Calderon-Ramirez Saul, Yang Shengxiang, Moemeni Armaghan, Elizondo David, Colreavy-Donnelly Simon, Chavarría-Estrada Luis Fernando, Molina-Cabello Miguel A
Centre for Computational Intelligence (CCI), De Montfort University, United Kingdom.
Instituto Tecnologico de Costa Rica, Costa Rica.
Appl Soft Comput. 2021 Nov;111:107692. doi: 10.1016/j.asoc.2021.107692. Epub 2021 Jul 13.
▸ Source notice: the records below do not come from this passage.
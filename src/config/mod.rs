use config::{Config, File};
use serde::{Deserialize, Serialize};

pub mod validator;

use crate::cli::Cli;
use crate::domain::SchemaTemplate;

#[derive(Debug, Deserialize, Serialize)]
pub struct Settings {
    pub server: ServerSettings,
    #[serde(default)]
    pub generator: GeneratorSettings,
    /// File the template store persists user-saved templates to.
    #[serde(default = "default_templates_path")]
    pub templates_path: String,
    /// Deployment-supplied templates, exposed alongside the built-ins.
    /// Loaded from the config file and from `config/templates/`.
    #[serde(default)]
    pub templates: Vec<SchemaTemplate>,
}

#[derive(Debug, Deserialize, Serialize)]
pub struct ServerSettings {
    pub host: String,
    pub port: u16,
}

#[derive(Debug, Deserialize, Serialize)]
pub struct GeneratorSettings {
    /// Upper clamp for the per-request record count.
    #[serde(default = "default_max_records")]
    pub max_records: usize,
}

impl Default for GeneratorSettings {
    fn default() -> Self {
        Self {
            max_records: default_max_records(),
        }
    }
}

fn default_max_records() -> usize {
    100
}

fn default_templates_path() -> String {
    "templates.json".to_string()
}

impl Settings {
    pub fn new() -> Result<Self, anyhow::Error> {
        Self::from_root(".")
    }

    /// Create settings from CLI arguments (config file plus CLI overrides).
    pub fn new_with_cli(cli: &Cli) -> Result<Self, anyhow::Error> {
        let config_path = &cli.config;
        let root = config_path
            .parent()
            .map(|p| p.to_str().unwrap_or("."))
            .unwrap_or(".");

        let s = Config::builder()
            .add_source(File::from(config_path.clone()).required(false))
            .set_default("server.host", "127.0.0.1")?
            .set_default("server.port", 3000)?
            .build()?;

        let mut settings: Settings = s.try_deserialize()?;

        // CLI > env vars > config file
        settings.apply_cli_overrides(cli);

        settings.load_external_configs(root)?;

        validator::ConfigValidator::validate(&settings).map_err(|errors| {
            let error_messages: Vec<String> = errors.iter().map(|e| e.to_string()).collect();
            anyhow::anyhow!(
                "Configuration validation failed:\n{}",
                error_messages.join("\n")
            )
        })?;

        Ok(settings)
    }

    fn apply_cli_overrides(&mut self, cli: &Cli) {
        if let Some(host) = &cli.host {
            self.server.host = host.clone();
        }
        if let Some(port) = cli.port {
            self.server.port = port;
        }
        if let Some(path) = &cli.templates_path {
            self.templates_path = path.display().to_string();
        }
        if let Some(max) = cli.max_records {
            self.generator.max_records = max;
        }
    }

    pub fn from_root(root: &str) -> Result<Self, anyhow::Error> {
        let config_path = std::path::Path::new(root).join("tyche");
        let s = Config::builder()
            .add_source(File::from(config_path).required(false))
            .set_default("server.host", "127.0.0.1")?
            .set_default("server.port", 3000)?
            .build()?;

        let mut settings: Settings = s.try_deserialize()?;

        settings.load_external_configs(root)?;

        validator::ConfigValidator::validate(&settings).map_err(|errors| {
            let error_messages: Vec<String> = errors.iter().map(|e| e.to_string()).collect();
            anyhow::anyhow!(
                "Configuration validation failed:\n{}",
                error_messages.join("\n")
            )
        })?;

        Ok(settings)
    }

    fn load_external_configs(&mut self, root: &str) -> Result<(), anyhow::Error> {
        self.load_templates_from_dir(&format!("{root}/config/templates"))?;
        Ok(())
    }

    fn load_templates_from_dir(&mut self, path: &str) -> Result<(), anyhow::Error> {
        let pattern = format!("{path}/*");
        for entry in glob::glob(&pattern)? {
            match entry {
                Ok(path) => {
                    if let Some(ext) = path.extension().and_then(|e| e.to_str()) {
                        if matches!(ext, "json" | "yaml" | "yml") {
                            let content = std::fs::read_to_string(&path)?;
                            let template: SchemaTemplate = if ext == "json" {
                                serde_json::from_str(&content)?
                            } else {
                                serde_yaml::from_str(&content)?
                            };
                            self.templates.push(template);
                        }
                    }
                }
                Err(e) => tracing::warn!("Failed to read glob entry: {}", e),
            }
        }
        Ok(())
    }
}
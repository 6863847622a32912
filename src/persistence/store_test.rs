use super::store::{builtin_templates, FileTemplateStore, TemplateStore};
use crate::domain::{Field, FieldType};
use crate::persistence::PersistenceError;
use tempfile::TempDir;

fn store_path(dir: &TempDir) -> std::path::PathBuf {
    dir.path().join("templates.json")
}

fn sample_schema() -> Vec<Field> {
    vec![Field {
        name: "title".to_string(),
        field_type: FieldType::String,
        ..Field::default()
    }]
}

#[tokio::test]
async fn test_empty_store_lists_exactly_the_builtins() {
    let dir = TempDir::new().unwrap();
    let store = FileTemplateStore::open(store_path(&dir), vec![]).await;

    let templates = store.list().await.unwrap();
    let builtin_ids: Vec<String> = builtin_templates().into_iter().map(|t| t.id).collect();
    let listed_ids: Vec<String> = templates.into_iter().map(|t| t.id).collect();
    assert_eq!(listed_ids, builtin_ids);
}

#[tokio::test]
async fn test_saved_template_lists_before_builtins() {
    let dir = TempDir::new().unwrap();
    let store = FileTemplateStore::open(store_path(&dir), vec![]).await;

    let saved = store.save("My Schema", sample_schema()).await.unwrap();
    let templates = store.list().await.unwrap();

    assert_eq!(templates[0].id, saved.id);
    assert_eq!(templates[0].name, "My Schema");
    // Built-ins still follow.
    assert!(templates.iter().any(|t| t.id == "default-user-profile"));
}

#[tokio::test]
async fn test_get_returns_saved_schema() {
    let dir = TempDir::new().unwrap();
    let store = FileTemplateStore::open(store_path(&dir), vec![]).await;

    let saved = store.save("My Schema", sample_schema()).await.unwrap();
    let fetched = store.get(&saved.id).await.unwrap();
    assert_eq!(fetched.schema.len(), 1);
    assert_eq!(fetched.schema[0].name, "title");
}

#[tokio::test]
async fn test_get_missing_is_not_found() {
    let dir = TempDir::new().unwrap();
    let store = FileTemplateStore::open(store_path(&dir), vec![]).await;

    let result = store.get("nope").await;
    assert!(matches!(result, Err(PersistenceError::NotFound { .. })));
}

#[tokio::test]
async fn test_delete_builtin_materializes_remaining_list() {
    let dir = TempDir::new().unwrap();
    let path = store_path(&dir);
    let store = FileTemplateStore::open(&path, vec![]).await;

    store.delete("default-product").await.unwrap();

    let templates = store.list().await.unwrap();
    assert!(!templates.iter().any(|t| t.id == "default-product"));
    assert!(templates.iter().any(|t| t.id == "default-user-profile"));

    // The surviving merged list was persisted as the user list.
    let reopened = FileTemplateStore::open(&path, vec![]).await;
    let templates = reopened.list().await.unwrap();
    assert!(!templates.iter().any(|t| t.id == "default-product"));
}

#[tokio::test]
async fn test_delete_missing_is_not_found() {
    let dir = TempDir::new().unwrap();
    let store = FileTemplateStore::open(store_path(&dir), vec![]).await;

    let result = store.delete("nope").await;
    assert!(matches!(result, Err(PersistenceError::NotFound { .. })));
}

#[tokio::test]
async fn test_templates_survive_reopen() {
    let dir = TempDir::new().unwrap();
    let path = store_path(&dir);

    let store = FileTemplateStore::open(&path, vec![]).await;
    let saved = store.save("Persisted", sample_schema()).await.unwrap();

    let reopened = FileTemplateStore::open(&path, vec![]).await;
    let fetched = reopened.get(&saved.id).await.unwrap();
    assert_eq!(fetched.name, "Persisted");
}

#[tokio::test]
async fn test_malformed_store_file_starts_empty() {
    let dir = TempDir::new().unwrap();
    let path = store_path(&dir);
    std::fs::write(&path, "not json").unwrap();

    let store = FileTemplateStore::open(&path, vec![]).await;
    let templates = store.list().await.unwrap();
    assert_eq!(templates.len(), builtin_templates().len());
}

#[tokio::test]
async fn test_user_template_shadows_builtin_with_same_id() {
    let dir = TempDir::new().unwrap();
    let path = store_path(&dir);
    let shadow = serde_json::json!([{
        "id": "default-product",
        "name": "My Product",
        "schema": [],
        "created_at": "2026-01-01T00:00:00Z"
    }]);
    std::fs::write(&path, shadow.to_string()).unwrap();

    let store = FileTemplateStore::open(&path, vec![]).await;
    let templates = store.list().await.unwrap();
    let product_entries: Vec<_> = templates
        .iter()
        .filter(|t| t.id == "default-product")
        .collect();
    assert_eq!(product_entries.len(), 1);
    assert_eq!(product_entries[0].name, "My Product");
}
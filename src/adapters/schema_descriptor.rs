//! Structural type descriptors for schema preview.
//!
//! Mirrors a [`Field`] tree into a JSON-schema-like shape, e.g.
//! `{"name": "string", "tags": ["string"]}`. Pure and cheap enough to run
//! on every keystroke of the editing surface.

use crate::domain::{Field, FieldType};
use serde_json::{json, Map, Value};

/// Convert a schema tree into its type descriptor.
///
/// Object keys follow input field order.
pub fn schema_to_descriptor(fields: &[Field]) -> Value {
    let mut descriptor = Map::new();
    for field in fields {
        descriptor.insert(field.name.clone(), field_descriptor(field));
    }
    Value::Object(descriptor)
}

fn field_descriptor(field: &Field) -> Value {
    match field.field_type {
        FieldType::Object => match &field.children {
            Some(children) if !children.is_empty() => schema_to_descriptor(children),
            _ => json!({}),
        },
        FieldType::Array => match (field.array_item_type, &field.array_item_schema) {
            (Some(FieldType::Object), Some(schema)) => json!([schema_to_descriptor(schema)]),
            (Some(item_type), _) => json!([item_type.as_str()]),
            (None, _) => json!(["string"]),
        },
        other => json!(other.as_str()),
    }
}
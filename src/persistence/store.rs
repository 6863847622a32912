//! Template store: named snapshots of schema trees.
//!
//! A fixed set of built-in example templates is always available. User-saved
//! templates live in a JSON file and take precedence: listings return user
//! templates first, followed by any built-in whose id has not been shadowed.
//! When no user templates exist, listings are exactly the built-ins.

use crate::domain::{Field, FieldType, SchemaTemplate};
use crate::persistence::error::PersistenceError;
use async_trait::async_trait;
use chrono::Utc;
use std::path::PathBuf;
use tokio::sync::RwLock;

/// Port for template persistence.
#[async_trait]
pub trait TemplateStore: Send + Sync {
    /// List all visible templates, user-saved first.
    async fn list(&self) -> Result<Vec<SchemaTemplate>, PersistenceError>;

    /// Fetch a single template by id.
    async fn get(&self, id: &str) -> Result<SchemaTemplate, PersistenceError>;

    /// Save a schema under a new name, assigning a fresh id.
    async fn save(&self, name: &str, schema: Vec<Field>)
        -> Result<SchemaTemplate, PersistenceError>;

    /// Delete a template by id. Deleting a built-in materializes the
    /// remaining merged list into the user store.
    async fn delete(&self, id: &str) -> Result<(), PersistenceError>;
}

/// File-backed template store with an in-memory cache.
pub struct FileTemplateStore {
    path: PathBuf,
    builtins: Vec<SchemaTemplate>,
    user_templates: RwLock<Vec<SchemaTemplate>>,
}

impl FileTemplateStore {
    /// Open a store backed by `path`, loading previously saved templates.
    ///
    /// A missing or malformed store file starts as an empty user list.
    /// `extra_builtins` (e.g. templates from the config directory) are
    /// appended to the standard built-in set.
    pub async fn open(path: impl Into<PathBuf>, extra_builtins: Vec<SchemaTemplate>) -> Self {
        let path = path.into();
        let user_templates = match tokio::fs::read_to_string(&path).await {
            Ok(content) => match serde_json::from_str::<Vec<SchemaTemplate>>(&content) {
                Ok(templates) => templates,
                Err(e) => {
                    tracing::warn!(
                        "Ignoring malformed template file {}: {}",
                        path.display(),
                        e
                    );
                    Vec::new()
                }
            },
            Err(_) => Vec::new(),
        };

        let mut builtins = builtin_templates();
        builtins.extend(extra_builtins);

        Self {
            path,
            builtins,
            user_templates: RwLock::new(user_templates),
        }
    }

    fn merged(&self, user: &[SchemaTemplate]) -> Vec<SchemaTemplate> {
        if user.is_empty() {
            return self.builtins.clone();
        }
        let mut merged = user.to_vec();
        for builtin in &self.builtins {
            if !merged.iter().any(|t| t.id == builtin.id) {
                merged.push(builtin.clone());
            }
        }
        merged
    }

    async fn persist(&self, templates: &[SchemaTemplate]) -> Result<(), PersistenceError> {
        let content = serde_json::to_string_pretty(templates)?;
        tokio::fs::write(&self.path, content).await?;
        Ok(())
    }
}

#[async_trait]
impl TemplateStore for FileTemplateStore {
    async fn list(&self) -> Result<Vec<SchemaTemplate>, PersistenceError> {
        let user = self.user_templates.read().await;
        Ok(self.merged(&user))
    }

    async fn get(&self, id: &str) -> Result<SchemaTemplate, PersistenceError> {
        let user = self.user_templates.read().await;
        self.merged(&user)
            .into_iter()
            .find(|t| t.id == id)
            .ok_or_else(|| PersistenceError::NotFound { id: id.to_string() })
    }

    async fn save(
        &self,
        name: &str,
        schema: Vec<Field>,
    ) -> Result<SchemaTemplate, PersistenceError> {
        let template = SchemaTemplate {
            id: uuid::Uuid::new_v4().to_string(),
            name: name.to_string(),
            schema,
            created_at: Utc::now().to_rfc3339(),
        };

        let mut user = self.user_templates.write().await;
        user.push(template.clone());
        self.persist(&user).await?;
        Ok(template)
    }

    async fn delete(&self, id: &str) -> Result<(), PersistenceError> {
        let mut user = self.user_templates.write().await;
        let merged = self.merged(&user);
        if !merged.iter().any(|t| t.id == id) {
            return Err(PersistenceError::NotFound { id: id.to_string() });
        }

        let remaining: Vec<SchemaTemplate> =
            merged.into_iter().filter(|t| t.id != id).collect();
        self.persist(&remaining).await?;
        *user = remaining;
        Ok(())
    }
}

fn builtin_field(id: &str, name: &str, field_type: FieldType) -> Field {
    Field {
        id: id.to_string(),
        name: name.to_string(),
        field_type,
        required: true,
        ..Field::default()
    }
}

/// The built-in example templates every installation ships with.
pub fn builtin_templates() -> Vec<SchemaTemplate> {
    let stamp = Utc::now().to_rfc3339();

    vec![
        SchemaTemplate {
            id: "default-user-profile".to_string(),
            name: "User Profile".to_string(),
            created_at: stamp.clone(),
            schema: vec![
                Field {
                    is_primary_key: true,
                    ..builtin_field("1", "id", FieldType::Number)
                },
                builtin_field("2", "name", FieldType::String),
                builtin_field("3", "email", FieldType::String),
                builtin_field("4", "age", FieldType::Number),
                builtin_field("5", "isActive", FieldType::Boolean),
                builtin_field("6", "createdAt", FieldType::Date),
            ],
        },
        SchemaTemplate {
            id: "default-product".to_string(),
            name: "Product".to_string(),
            created_at: stamp.clone(),
            schema: vec![
                Field {
                    is_primary_key: true,
                    ..builtin_field("1", "id", FieldType::Number)
                },
                builtin_field("2", "product", FieldType::String),
                builtin_field("3", "description", FieldType::String),
                builtin_field("4", "price", FieldType::Number),
                builtin_field("5", "inStock", FieldType::Boolean),
                Field {
                    array_item_type: Some(FieldType::String),
                    ..builtin_field("6", "tags", FieldType::Array)
                },
                builtin_field("7", "createdAt", FieldType::Date),
            ],
        },
        SchemaTemplate {
            id: "default-blog-post".to_string(),
            name: "Blog Post".to_string(),
            created_at: stamp.clone(),
            schema: vec![
                Field {
                    is_primary_key: true,
                    ..builtin_field("1", "id", FieldType::Number)
                },
                builtin_field("2", "title", FieldType::String),
                Field {
                    children: Some(vec![
                        builtin_field("31", "name", FieldType::String),
                        builtin_field("32", "email", FieldType::String),
                    ]),
                    ..builtin_field("3", "author", FieldType::Object)
                },
                builtin_field("4", "content", FieldType::String),
                Field {
                    array_item_type: Some(FieldType::String),
                    ..builtin_field("5", "tags", FieldType::Array)
                },
                builtin_field("6", "published", FieldType::Boolean),
                builtin_field("7", "publishedAt", FieldType::Date),
            ],
        },
        SchemaTemplate {
            id: "default-order".to_string(),
            name: "Order".to_string(),
            created_at: stamp.clone(),
            schema: vec![
                Field {
                    is_primary_key: true,
                    ..builtin_field("1", "orderId", FieldType::Number)
                },
                builtin_field("2", "userId", FieldType::Number),
                Field {
                    array_item_type: Some(FieldType::Object),
                    array_item_schema: Some(vec![
                        builtin_field("31", "productId", FieldType::Number),
                        builtin_field("32", "quantity", FieldType::Number),
                        builtin_field("33", "price", FieldType::Number),
                    ]),
                    ..builtin_field("3", "items", FieldType::Array)
                },
                builtin_field("4", "total", FieldType::Number),
                builtin_field("5", "status", FieldType::String),
                builtin_field("6", "orderedAt", FieldType::Date),
            ],
        },
        SchemaTemplate {
            id: "default-employee".to_string(),
            name: "Employee Record".to_string(),
            created_at: stamp,
            schema: vec![
                Field {
                    is_primary_key: true,
                    ..builtin_field("1", "employeeId", FieldType::Number)
                },
                builtin_field("2", "name", FieldType::String),
                builtin_field("3", "department", FieldType::String),
                builtin_field("4", "email", FieldType::String),
                builtin_field("5", "hireDate", FieldType::Date),
                builtin_field("6", "salary", FieldType::Number),
                builtin_field("7", "isActive", FieldType::Boolean),
            ],
        },
    ]
}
A key factor in the fight against viral diseases such as the coronavirus (COVID-19) is the identification of virus carriers as early and quickly as possible, in a cheap and efficient manner. The application of deep learning for image classification of chest X-ray images of COVID-19 patients could become a useful pre-diagnostic detection methodology. However, deep learning architectures require large labelled datasets. This is often a limitation when the subject of research is relatively new as in the case of the virus outbreak, where dealing with small labelled datasets is a challenge. Moreover, in such context, the datasets are also highly imbalanced, with few observations from positive cases of the new disease. In this work we evaluate the performance of the semi-supervised deep learning architecture known as MixMatch with a very limited number of labelled observations and highly imbalanced labelled datasets. We demonstrate the critical impact of data imbalance to the model's accuracy. Therefore, we propose a simple approach for correcting data imbalance, by re-weighting each observation in the loss function, giving a higher weight to the observations corresponding to the under-represented class. For unlabelled observations, we use the pseudo and augmented labels calculated by MixMatch to choose the appropriate weight. The proposed method improved classification accuracy by up to 18%, with respect to the non balanced MixMatch algorithm. We tested our proposed approach with several available datasets using 10, 15 and 20 labelled observations, for binary classification (COVID-19 positive and normal cases). For multi-class classification (COVID-19 positive, pneumonia and normal cases), we tested 30, 50, 70 and 90 labelled observations. Additionally, a new dataset is included among the tested datasets, composed of chest X-ray images of Costa Rican adult patients.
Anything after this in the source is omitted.